El presidente de la FAMP y alcalde de Córdoba, José María Bellido, reclama coordinación institucional y recursos para evitar que la prestación de servicios a la ciudadanía se vea afectada
El presidente de la Federación Andaluza de Municipios y Provincias (FAMP) y alcalde de Córdoba, José María Bellido, ha alertado este lunes sobre la creciente preocupación de los ayuntamientos andaluces ante la sobrecarga que están sufriendo los servicios municipales como consecuencia directa de la entrada en vigor del nuevo decreto de regulación administrativa extraordinaria de personas migrantes que ya residen en España.
Desde su aplicación, “nos están llegando quejas sobre un incremento inusual en la llegada de personas que acuden a las entidades locales en busca de información y asesoramiento para iniciar los trámites administrativos vinculados a esta nueva normativa. Esta situación está tensionando los servicios municipales, especialmente los Servicios Sociales Comunitarios que, en muchos casos, ya operan con recursos limitados”, aseguró Bellido.
Es por ello que el presidente de la FAMP, en nombre de todos los entes locales de Andalucía, ha advertido que esta carga adicional “puede alterar el normal funcionamiento de los ayuntamientos, afectando a la atención al conjunto de la ciudadanía y comprometiendo la capacidad de respuesta de la administración local en la prestación de sus servicios. Una administración que, sobra recordar, es la primera puerta de entrada al sistema público, y debe contar con los medios y recursos adecuados”. “Es importante poder medir el impacto real en los ayuntamientos, para poder dimensionar de forma equilibrada los recursos necesarios”, apuntó.

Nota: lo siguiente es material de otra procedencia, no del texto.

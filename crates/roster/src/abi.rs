//! Event schemas emitted by the member registry contract.
//!
//! MemberRegistered event. Decode from the JSON payload the event stream delivers.

use crate::address::Address;
use serde_json::Value;
use thiserror::Error;

/// Signature string the event stream uses to identify MemberRegistered.
pub const MEMBER_REGISTERED_SIGNATURE: &str =
    "MemberRegistered(address,string,string,string,uint256)";

/// An event payload that is missing a required field or has one of the wrong shape.
#[derive(Debug, Clone, PartialEq, Eq, Error)]
#[error("malformed {signature} event: {reason}")]
pub struct MalformedEvent {
    pub signature: String,
    pub reason: String,
}

impl MalformedEvent {
    pub fn new(signature: impl Into<String>, reason: impl Into<String>) -> Self {
        Self {
            signature: signature.into(),
            reason: reason.into(),
        }
    }
}

/// Decoded MemberRegistered payload. Fields map positionally to the event's arguments.
#[derive(Debug, Clone, PartialEq, Eq)]
pub struct MemberRegistered {
    pub member: Address,
    pub name: String,
    pub app2app_destination: String,
    pub doc_exchange_destination: String,
    pub timestamp: u64,
}

impl MemberRegistered {
    pub fn decode(payload: &Value) -> Result<Self, MalformedEvent> {
        let malformed = |reason: String| MalformedEvent::new(MEMBER_REGISTERED_SIGNATURE, reason);
        let member = required_str(payload, "member").map_err(malformed)?;
        let member = Address::parse(member).map_err(|e| malformed(format!("member: {}", e)))?;
        Ok(Self {
            member,
            name: required_str(payload, "name").map_err(malformed)?.to_string(),
            app2app_destination: required_str(payload, "app2appDestination")
                .map_err(malformed)?
                .to_string(),
            doc_exchange_destination: required_str(payload, "docExchangeDestination")
                .map_err(malformed)?
                .to_string(),
            timestamp: parse_uint(payload, "timestamp").map_err(malformed)?,
        })
    }
}

fn required_str<'a>(payload: &'a Value, field: &str) -> Result<&'a str, String> {
    match payload.get(field) {
        Some(Value::String(s)) => Ok(s),
        Some(_) => Err(format!("{} is not a string", field)),
        None => Err(format!("missing {}", field)),
    }
}

/// uint256 values arrive either as JSON numbers or as decimal strings.
fn parse_uint(payload: &Value, field: &str) -> Result<u64, String> {
    match payload.get(field) {
        Some(Value::Number(n)) => n
            .as_u64()
            .ok_or_else(|| format!("{} is not an unsigned integer: {}", field, n)),
        Some(Value::String(s)) => {
            let s = s.trim();
            match s.strip_prefix("0x") {
                Some(hex) => u64::from_str_radix(hex, 16),
                None => s.parse(),
            }
            .map_err(|e| format!("{}: {}", field, e))
        }
        Some(_) => Err(format!("{} is not a number", field)),
        None => Err(format!("missing {}", field)),
    }
}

En este contexto, Bellido ha reclamado al Gobierno de España “directrices claras y coordinadas sobre los procedimientos a seguir, así como una dotación de recursos humanos, técnicos y económicos extraordinaria para hacer frente a esta situación”.

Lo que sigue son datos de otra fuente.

//! Common helpers for integration tests: a mock event service, a mock gateway, and a running
//! roster instance wired to both.

#![allow(dead_code)]

use axum::extract::{Query, State};
use axum::http::StatusCode;
use axum::routing::post;
use axum::{Json, Router};
use futures_util::{SinkExt, StreamExt};
use roster::{
    api, member_router, stream, AppState, GatewayConfig, HttpGateway, InMemoryStore, Reconciler,
    StreamConfig, StreamTasks,
};
use serde_json::Value;
use std::collections::HashMap;
use std::sync::atomic::{AtomicU16, Ordering};
use std::sync::Arc;
use std::time::Duration;
use tokio::net::{TcpListener, TcpStream};
use tokio::sync::{mpsc, watch, Mutex};
use tokio::time::timeout;
use tokio_tungstenite::tungstenite::Message;
use tokio_tungstenite::{accept_async, WebSocketStream};
use tracing_subscriber::EnvFilter;

pub const TOPIC: &str = "dev";
pub const ACK: &str = r#"{"type":"ack","topic":"dev"}"#;
pub const LISTEN: &str = r#"{"type":"listen","topic":"dev"}"#;
pub const ADDR: &str = "0x0000000000000000000000000000000000000001";
pub const SIGNATURE: &str = "MemberRegistered(address,string,string,string,uint256)";

const WAIT: Duration = Duration::from_secs(10);

pub fn init_tracing() {
    let _ = tracing_subscriber::fmt()
        .with_env_filter(EnvFilter::from_default_env().add_directive("roster=debug".parse().unwrap()))
        .with_test_writer()
        .try_init();
}

/// Envelope for a MemberRegistered event.
pub fn member_registered(address: &str, name: &str, app2app: &str, docex: &str, timestamp: u64) -> Value {
    serde_json::json!({
        "signature": SIGNATURE,
        "data": {
            "member": address,
            "name": name,
            "app2appDestination": app2app,
            "docExchangeDestination": docex,
            "timestamp": timestamp
        }
    })
}

/// WebSocket server standing in for the event service. Accepted connections are queued.
pub struct MockEventStream {
    pub url: String,
    conns: mpsc::UnboundedReceiver<MockConnection>,
}

pub struct MockConnection {
    ws: WebSocketStream<TcpStream>,
}

pub async fn spawn_event_stream() -> MockEventStream {
    let listener = TcpListener::bind("127.0.0.1:0").await.expect("bind event stream");
    let addr = listener.local_addr().expect("local addr");
    let (tx, rx) = mpsc::unbounded_channel();
    tokio::spawn(async move {
        while let Ok((tcp, _)) = listener.accept().await {
            if let Ok(ws) = accept_async(tcp).await {
                if tx.send(MockConnection { ws }).is_err() {
                    break;
                }
            }
        }
    });
    MockEventStream {
        url: format!("ws://{}", addr),
        conns: rx,
    }
}

impl MockEventStream {
    /// Next client connection, with its listen message already consumed and checked.
    pub async fn next_connection(&mut self) -> MockConnection {
        let mut conn = timeout(WAIT, self.conns.recv())
            .await
            .expect("timed out waiting for connection")
            .expect("event stream closed");
        assert_eq!(conn.recv_text().await, LISTEN);
        conn
    }
}

impl MockConnection {
    pub async fn send_text(&mut self, text: impl Into<String>) {
        self.ws.send(Message::Text(text.into())).await.expect("send batch");
    }

    pub async fn send_binary(&mut self, bytes: Vec<u8>) {
        self.ws.send(Message::Binary(bytes)).await.expect("send binary");
    }

    pub async fn send_batch(&mut self, envelopes: Value) {
        self.send_text(envelopes.to_string()).await;
    }

    /// Next data message from the client, or None if the connection closed.
    pub async fn recv(&mut self, wait: Duration) -> Option<Message> {
        loop {
            match timeout(wait, self.ws.next()).await {
                Err(_) => return None,
                Ok(None) | Ok(Some(Err(_))) => return None,
                Ok(Some(Ok(Message::Ping(_)))) | Ok(Some(Ok(Message::Pong(_)))) => continue,
                Ok(Some(Ok(m))) => return Some(m),
            }
        }
    }

    pub async fn recv_text(&mut self) -> String {
        match self.recv(WAIT).await {
            Some(Message::Text(t)) => t,
            other => panic!("expected text message, got {:?}", other),
        }
    }

    /// Asserts nothing arrives within `wait`.
    pub async fn expect_silence(&mut self, wait: Duration) {
        if let Ok(Some(Ok(m))) = timeout(wait, self.ws.next()).await {
            panic!("unexpected message: {:?}", m);
        }
    }

    /// Waits for the client to close the connection.
    pub async fn expect_closed(&mut self) {
        match self.recv(WAIT).await {
            None | Some(Message::Close(_)) => {}
            Some(m) => panic!("expected close, got {:?}", m),
        }
    }

    pub async fn drop_connection(mut self) {
        let _ = self.ws.close(None).await;
    }
}

/// One recorded registerMember call.
#[derive(Debug, Clone)]
pub struct GatewayCall {
    pub query: HashMap<String, String>,
    pub body: Value,
}

#[derive(Clone, Default)]
struct GatewayState {
    calls: Arc<Mutex<Vec<GatewayCall>>>,
    status: Arc<AtomicU16>,
}

/// HTTP server standing in for the ledger gateway.
pub struct MockGateway {
    pub url: String,
    state: GatewayState,
}

async fn register_member(
    State(state): State<GatewayState>,
    Query(query): Query<HashMap<String, String>>,
    Json(body): Json<Value>,
) -> (StatusCode, Json<Value>) {
    state.calls.lock().await.push(GatewayCall { query, body });
    let status = StatusCode::from_u16(state.status.load(Ordering::SeqCst)).unwrap_or(StatusCode::OK);
    (status, Json(serde_json::json!({ "sent": true })))
}

pub async fn spawn_gateway() -> MockGateway {
    let state = GatewayState::default();
    state.status.store(200, Ordering::SeqCst);
    let app = Router::new()
        .route("/registerMember", post(register_member))
        .with_state(state.clone());
    let listener = TcpListener::bind("127.0.0.1:0").await.expect("bind gateway");
    let addr = listener.local_addr().expect("local addr");
    tokio::spawn(async move {
        let _ = axum::serve(listener, app).await;
    });
    MockGateway {
        url: format!("http://{}", addr),
        state,
    }
}

impl MockGateway {
    pub async fn calls(&self) -> Vec<GatewayCall> {
        self.state.calls.lock().await.clone()
    }

    pub fn respond_with(&self, status: u16) {
        self.state.status.store(status, Ordering::SeqCst);
    }
}

/// A running roster instance (API + stream tasks) wired to the mocks.
pub struct Harness {
    pub api_url: String,
    pub http: reqwest::Client,
    pub events: MockEventStream,
    pub gateway: MockGateway,
    pub reconciler: Arc<Reconciler>,
    pub tasks: Option<StreamTasks>,
    pub shutdown: watch::Sender<bool>,
}

impl Harness {
    pub async fn start() -> Self {
        init_tracing();
        let events = spawn_event_stream().await;
        let gateway = spawn_gateway().await;

        let http_gateway = HttpGateway::new(GatewayConfig {
            url: gateway.url.clone(),
            username: None,
            password: None,
            timeout_secs: 5,
        })
        .expect("gateway client");
        let reconciler = Arc::new(Reconciler::new(
            Arc::new(InMemoryStore::new()),
            Arc::new(http_gateway),
        ));

        let (shutdown, shutdown_rx) = watch::channel(false);
        let tasks = stream::spawn(
            StreamConfig::new(events.url.clone(), TOPIC),
            member_router(Arc::clone(&reconciler)),
            shutdown_rx.clone(),
        );

        let app = api::router(AppState {
            reconciler: Arc::clone(&reconciler),
            stream_state: tasks.consumer.state(),
        });
        let listener = TcpListener::bind("127.0.0.1:0").await.expect("bind api");
        let api_url = format!("http://{}", listener.local_addr().expect("local addr"));
        let mut server_shutdown = shutdown_rx;
        tokio::spawn(async move {
            let _ = axum::serve(listener, app)
                .with_graceful_shutdown(async move {
                    let _ = server_shutdown.wait_for(|stop| *stop).await;
                })
                .await;
        });

        Self {
            api_url,
            http: reqwest::Client::new(),
            events,
            gateway,
            reconciler,
            tasks: Some(tasks),
            shutdown,
        }
    }

    pub async fn put_member(&self, body: Value) -> (u16, Value) {
        self.put_member_at("/members", body).await
    }

    pub async fn put_member_at(&self, path: &str, body: Value) -> (u16, Value) {
        let resp = self
            .http
            .put(format!("{}{}", self.api_url, path))
            .json(&body)
            .send()
            .await
            .expect("PUT members");
        let status = resp.status().as_u16();
        (status, resp.json().await.expect("json body"))
    }

    pub async fn members(&self) -> Vec<Value> {
        self.members_at("/members").await
    }

    pub async fn members_at(&self, path: &str) -> Vec<Value> {
        let resp = self
            .http
            .get(format!("{}{}", self.api_url, path))
            .send()
            .await
            .expect("GET members");
        assert_eq!(resp.status().as_u16(), 200);
        resp.json().await.expect("json body")
    }

    /// Signal shutdown and wait for the stream tasks to stop.
    pub async fn stop(&mut self) {
        let _ = self.shutdown.send(true);
        if let Some(tasks) = self.tasks.take() {
            timeout(WAIT, tasks.join()).await.expect("stream tasks did not stop");
        }
    }
}

impl Drop for Harness {
    fn drop(&mut self) {
        let _ = self.shutdown.send(true);
    }
}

Asimismo, el máximo responsable de la FAMP ha subrayado la necesidad de que “la implementación de esta normativa no recaiga de forma desproporcionada sobre los entes locales”. De hecho, ha reiterado el compromiso de la administración local con la atención y la gestión responsable de la realidad migratoria, pero “es imprescindible una respuesta institucional coordinada, equilibrada y suficientemente financiada para garantizar un servicio público de calidad”.